• Your instructions: Go through the entries one line at a time, and gather every line that has the word "resource".

• Extracted material:
+ + +
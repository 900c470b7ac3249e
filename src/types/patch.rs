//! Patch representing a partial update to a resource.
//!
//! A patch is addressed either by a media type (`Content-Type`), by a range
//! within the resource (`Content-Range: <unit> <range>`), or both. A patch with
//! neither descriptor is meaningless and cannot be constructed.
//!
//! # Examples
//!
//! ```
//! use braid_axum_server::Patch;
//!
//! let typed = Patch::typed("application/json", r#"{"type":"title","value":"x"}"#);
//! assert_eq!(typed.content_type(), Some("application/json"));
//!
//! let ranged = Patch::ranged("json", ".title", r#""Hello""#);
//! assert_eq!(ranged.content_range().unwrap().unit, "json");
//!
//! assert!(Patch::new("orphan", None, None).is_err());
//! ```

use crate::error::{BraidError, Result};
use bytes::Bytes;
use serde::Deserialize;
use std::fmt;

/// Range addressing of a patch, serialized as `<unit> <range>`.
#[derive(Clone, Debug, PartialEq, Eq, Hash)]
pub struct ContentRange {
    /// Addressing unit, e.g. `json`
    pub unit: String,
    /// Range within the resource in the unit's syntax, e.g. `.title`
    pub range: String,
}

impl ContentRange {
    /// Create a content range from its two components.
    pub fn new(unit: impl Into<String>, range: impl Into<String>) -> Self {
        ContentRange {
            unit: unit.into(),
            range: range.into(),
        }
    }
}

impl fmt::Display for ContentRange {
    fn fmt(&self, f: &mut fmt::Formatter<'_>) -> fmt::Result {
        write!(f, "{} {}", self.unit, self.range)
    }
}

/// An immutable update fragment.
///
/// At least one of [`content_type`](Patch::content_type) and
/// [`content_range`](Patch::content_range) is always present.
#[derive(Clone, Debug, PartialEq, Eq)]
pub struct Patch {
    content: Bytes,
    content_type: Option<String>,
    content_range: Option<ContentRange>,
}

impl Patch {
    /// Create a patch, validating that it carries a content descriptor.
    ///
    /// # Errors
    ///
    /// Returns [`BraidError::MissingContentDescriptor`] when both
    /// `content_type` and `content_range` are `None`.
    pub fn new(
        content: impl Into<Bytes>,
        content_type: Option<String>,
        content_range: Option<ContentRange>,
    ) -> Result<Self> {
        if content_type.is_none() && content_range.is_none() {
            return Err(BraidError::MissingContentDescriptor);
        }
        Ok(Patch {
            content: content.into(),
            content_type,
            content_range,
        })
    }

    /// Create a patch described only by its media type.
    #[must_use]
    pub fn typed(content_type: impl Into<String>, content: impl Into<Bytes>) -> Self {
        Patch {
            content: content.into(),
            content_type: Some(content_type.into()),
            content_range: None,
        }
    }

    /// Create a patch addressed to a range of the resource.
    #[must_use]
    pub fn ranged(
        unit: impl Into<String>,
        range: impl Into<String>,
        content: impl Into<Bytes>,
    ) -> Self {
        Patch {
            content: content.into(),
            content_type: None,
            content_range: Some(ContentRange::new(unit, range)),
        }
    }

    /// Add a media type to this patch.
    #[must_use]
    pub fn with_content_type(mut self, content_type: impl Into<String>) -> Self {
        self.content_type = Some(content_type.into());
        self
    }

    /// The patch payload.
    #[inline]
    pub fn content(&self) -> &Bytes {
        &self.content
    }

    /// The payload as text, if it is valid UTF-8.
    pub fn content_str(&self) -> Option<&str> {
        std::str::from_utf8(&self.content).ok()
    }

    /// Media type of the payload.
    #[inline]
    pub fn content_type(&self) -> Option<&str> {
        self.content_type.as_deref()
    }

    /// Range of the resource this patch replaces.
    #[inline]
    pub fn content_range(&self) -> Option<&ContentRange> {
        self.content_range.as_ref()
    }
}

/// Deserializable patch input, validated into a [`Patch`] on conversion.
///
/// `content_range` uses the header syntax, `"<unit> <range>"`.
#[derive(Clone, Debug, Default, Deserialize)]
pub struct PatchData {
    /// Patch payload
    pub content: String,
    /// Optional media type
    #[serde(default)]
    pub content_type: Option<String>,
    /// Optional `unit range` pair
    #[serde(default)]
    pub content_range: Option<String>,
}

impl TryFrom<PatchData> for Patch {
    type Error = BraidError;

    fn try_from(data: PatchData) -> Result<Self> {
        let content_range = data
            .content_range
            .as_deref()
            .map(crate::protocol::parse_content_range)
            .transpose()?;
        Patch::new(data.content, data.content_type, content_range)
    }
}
+ + +
• Written solution:
//! Patch representing a partial update to a resource.
//! within the resource (`Content-Range: <unit> <range>`), or both. A patch with
    /// Range within the resource in the unit's syntax, e.g. `.title`
    /// Create a patch addressed to a range of the resource.
    /// Range of the resource this patch replaces.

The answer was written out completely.